A draft legislation of Italy could see users being banned from the Internet after just one alleged copyright infringement strike, and in Sweden, the Swedish Film Institute is embroiled in a scandal in which their own IP address has been identified as one used for online piracy.
Members from Prime Minister Silvio Berlusconi's PdL party have drafted changes to the copyright law that, experts say, could lead to a "one-strike" system, in which users getting caught allegedly pirating music and movies just once could get blacklisted from being able to connect to the Internet. Paolo Brini from ScambioEtico, a group calling for copyright reforms, says that the draft law could lead to such a scenario, and it could also force ISPs to install filters to block "offending" content. Any ISP that do not comply with the rulings could be help civilly and criminally responsible for any copyright abuse committed by its subscribers.
Brini noted that the draft law was compliant with an earlier draft of the controversial ACTA, which was subsequently watered down due to strong criticism from many quarters.
Meanwhile in Sweden, the Swedish Film Institute (SFI) is facing allegations that its own IP address was used for pirating movies. DoubleTrace, a firm tasked with tracking BitTorrent usage for anti-piracy purposes apparently discovered that the SFI's own IP address was being used in swarms that were distributing popular locally made films.
The SFI, after conducting an internal audit, found no evidence that someone working for the institute had been deliberately downloading or uploading pirated films, but like many faced with the same allegations, with only an IP address as the sole evidence, the SFI was unable to identify the exact culprit. The argument that many have made, that IP addresses is not good enough an evidence to identify an individual, seems to apply here.

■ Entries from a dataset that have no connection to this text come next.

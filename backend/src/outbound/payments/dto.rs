//! Wire shapes for the Stripe payment intents API.

use serde::Deserialize;

#[derive(Debug, Deserialize)]
pub(super) struct PaymentIntentDto {
    #[serde(default)]
    pub(super) id: Option<String>,
    #[serde(default)]
    pub(super) client_secret: Option<String>,
}

#[derive(Debug, Deserialize)]
pub(super) struct StripeErrorEnvelopeDto {
    pub(super) error: StripeErrorDto,
}

#[derive(Debug, Deserialize)]
pub(super) struct StripeErrorDto {
    #[serde(default)]
    pub(super) message: Option<String>,
    #[serde(default, rename = "type")]
    pub(super) kind: Option<String>,
}
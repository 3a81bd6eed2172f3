//! HS256 bearer tokens identifying a user by email.
//!
//! Expiry is checked against the injected [`Clock`] rather than the system
//! time so token lifetimes are testable.

use std::fmt;
use std::sync::Arc;
use std::time::Duration;

use jsonwebtoken::{Algorithm, DecodingKey, EncodingKey, Header, Validation, decode, encode};
use mockable::Clock;
use serde::{Deserialize, Serialize};

use super::user::Email;

/// Claims carried by access tokens.
#[derive(Debug, Clone, PartialEq, Eq, Serialize, Deserialize)]
pub struct AccessClaims {
    /// Email of the token holder.
    pub sub: String,
    /// Issued-at, seconds since the Unix epoch.
    pub iat: i64,
    /// Expiry, seconds since the Unix epoch.
    pub exp: i64,
}

/// Failures issuing or verifying tokens.
#[derive(Debug, Clone, PartialEq, Eq, thiserror::Error)]
pub enum TokenError {
    #[error("failed to sign token: {0}")]
    Encode(String),
    #[error("token is malformed or has a bad signature")]
    Invalid,
    #[error("token has expired")]
    Expired,
    #[error("token subject is not a valid email")]
    BadSubject,
}

/// A signed token string.
#[derive(Clone, PartialEq, Eq)]
pub struct AccessToken(String);

impl AccessToken {
    /// Encoded JWT.
    pub fn as_str(&self) -> &str {
        &self.0
    }
}

impl fmt::Debug for AccessToken {
    fn fmt(&self, f: &mut fmt::Formatter<'_>) -> fmt::Result {
        f.write_str("AccessToken(**redacted**)")
    }
}

/// Issues and verifies access tokens with a shared secret.
#[derive(Clone)]
pub struct TokenIssuer {
    encoding: EncodingKey,
    decoding: DecodingKey,
    ttl: Duration,
    clock: Arc<dyn Clock>,
}

impl TokenIssuer {
    /// Build an issuer from raw secret bytes.
    ///
    /// Callers should zeroise their copy of `secret` afterwards.
    pub fn new(secret: &[u8], ttl: Duration, clock: Arc<dyn Clock>) -> Self {
        Self {
            encoding: EncodingKey::from_secret(secret),
            decoding: DecodingKey::from_secret(secret),
            ttl,
            clock,
        }
    }

    /// Configured token lifetime.
    pub fn ttl(&self) -> Duration {
        self.ttl
    }

    /// Sign a token for `email` valid for the configured lifetime.
    pub fn issue(&self, email: &Email) -> Result<AccessToken, TokenError> {
        let iat = self.clock.utc().timestamp();
        let ttl = i64::try_from(self.ttl.as_secs()).unwrap_or(i64::MAX);
        let claims = AccessClaims {
            sub: email.to_string(),
            iat,
            exp: iat.saturating_add(ttl),
        };
        encode(&Header::new(Algorithm::HS256), &claims, &self.encoding)
            .map(AccessToken)
            .map_err(|err| TokenError::Encode(err.to_string()))
    }

    /// Verify signature and expiry and return the holder's email.
    pub fn verify(&self, token: &str) -> Result<Email, TokenError> {
        let mut validation = Validation::new(Algorithm::HS256);
        validation.validate_exp = false;
        validation.set_required_spec_claims(&["exp", "sub"]);

        let claims = decode::<AccessClaims>(token, &self.decoding, &validation)
            .map_err(|_| TokenError::Invalid)?
            .claims;
        if claims.exp <= self.clock.utc().timestamp() {
            return Err(TokenError::Expired);
        }
        Email::new(&claims.sub).map_err(|_| TokenError::BadSubject)
    }
}

impl fmt::Debug for TokenIssuer {
    fn fmt(&self, f: &mut fmt::Formatter<'_>) -> fmt::Result {
        f.debug_struct("TokenIssuer")
            .field("ttl", &self.ttl)
            .finish_non_exhaustive()
    }
}
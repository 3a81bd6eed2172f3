//! Payment provider adapters.

mod dto;
mod stripe;

pub use stripe::{DEFAULT_STRIPE_BASE_URL, StripePaymentGateway};
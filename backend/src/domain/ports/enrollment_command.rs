//! Driving port for seat enrollment.

use async_trait::async_trait;

use crate::domain::{ClassId, EnrollmentOutcome, Error};

/// Claims a seat in a class listing.
#[cfg_attr(test, mockall::automock)]
#[async_trait]
pub trait EnrollmentCommand: Send + Sync {
    /// Try to enroll one student into `class_id`.
    ///
    /// A full class is an [`EnrollmentOutcome::Full`], not an error; an unknown
    /// class is [`crate::domain::ErrorCode::NotFound`].
    async fn attempt_enroll(&self, class_id: &ClassId) -> Result<EnrollmentOutcome, Error>;
}
//! Seat claim endpoint.
//!
//! ```text
//! PATCH /classes/{id}/enroll
//! ```
//!
//! A full class is an outcome rather than a failure: the response is `200`
//! with `"status": "full"` and the error flag set, so clients can branch on
//! either field.

use actix_web::{patch, web};
use serde::{Deserialize, Serialize};
use utoipa::ToSchema;

use crate::domain::{ClassId, EnrollmentOutcome};
use crate::inbound::http::ApiResult;
use crate::inbound::http::auth::AuthenticatedUser;
use crate::inbound::http::schemas::ErrorSchema;
use crate::inbound::http::state::HttpState;
use crate::inbound::http::validation::{FieldName, parse_class_id};

const FULL_MESSAGE: &str = "class is full";

/// Whether the seat claim succeeded.
#[derive(Debug, Clone, Copy, PartialEq, Eq, Deserialize, Serialize, ToSchema)]
#[serde(rename_all = "lowercase")]
pub enum EnrollmentStatus {
    Enrolled,
    Full,
}

/// Body returned by `PATCH /classes/{id}/enroll`.
#[derive(Debug, Clone, PartialEq, Eq, Deserialize, Serialize, ToSchema)]
#[serde(rename_all = "camelCase")]
pub struct EnrollmentResponse {
    pub status: EnrollmentStatus,
    pub class_id: ClassId,
    /// Open seats after the attempt.
    pub seat_capacity: u32,
    /// Confirmed enrollments after the attempt.
    pub enrolled: u32,
    /// Present and `true` when the class is full.
    #[serde(default, skip_serializing_if = "Option::is_none")]
    pub error: Option<bool>,
    #[serde(default, skip_serializing_if = "Option::is_none")]
    pub message: Option<String>,
}

impl From<EnrollmentOutcome> for EnrollmentResponse {
    fn from(value: EnrollmentOutcome) -> Self {
        match value {
            EnrollmentOutcome::Enrolled {
                class_id,
                seat_capacity,
                enrolled,
            } => Self {
                status: EnrollmentStatus::Enrolled,
                class_id,
                seat_capacity,
                enrolled,
                error: None,
                message: None,
            },
            EnrollmentOutcome::Full {
                class_id,
                seat_capacity,
                enrolled,
            } => Self {
                status: EnrollmentStatus::Full,
                class_id,
                seat_capacity,
                enrolled,
                error: Some(true),
                message: Some(FULL_MESSAGE.to_owned()),
            },
        }
    }
}

/// Claim one seat in a class.
#[utoipa::path(
    patch,
    path = "/classes/{id}/enroll",
    params(("id" = String, Path, description = "Class id")),
    responses(
        (status = 200, description = "Enrolled, or full with the error flag set", body = EnrollmentResponse),
        (status = 400, description = "Invalid id", body = ErrorSchema),
        (status = 401, description = "Unauthorised", body = ErrorSchema),
        (status = 404, description = "Class not found", body = ErrorSchema),
        (status = 503, description = "Store unavailable", body = ErrorSchema)
    ),
    tags = ["classes"],
    operation_id = "enrollInClass"
)]
#[patch("/classes/{id}/enroll")]
pub async fn enroll(
    caller: AuthenticatedUser,
    state: web::Data<HttpState>,
    path: web::Path<String>,
) -> ApiResult<web::Json<EnrollmentResponse>> {
    let id = parse_class_id(&path, FieldName::new("id"))?;
    let outcome = state.enrollment.attempt_enroll(&id).await?;
    tracing::debug!(class_id = %id, student = %caller.email(), enrolled = outcome.is_enrolled(), "enrollment attempted");
    Ok(web::Json(outcome.into()))
}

The matter is complicated by the fact that the SFI seems to only use one outfacing IP address, in that all users on the same network all appear to be using the same IP address when connecting to outside networks. The SFI also operates an open Wi-Fi network, which would also allow visitors to the SFI center, which also includes a cafe and cinemas, to get online using SFI's IP address.
The SFI have requested more information from DoubleTrace to help narrow down the precise time and location of the offending act(s), but again like many individuals on the end of copyright infringement allegations, SFI have met with little cooperation from DoubleTrace in helping to track down the real pirates.
Facing a storm of negative publicity, the SFI should still consider itself lucky that, unlike what's being planned in Italy, Sweden won't be introducing a "one-strike" policy when it comes to Internet disconnections. Not yet, anyway.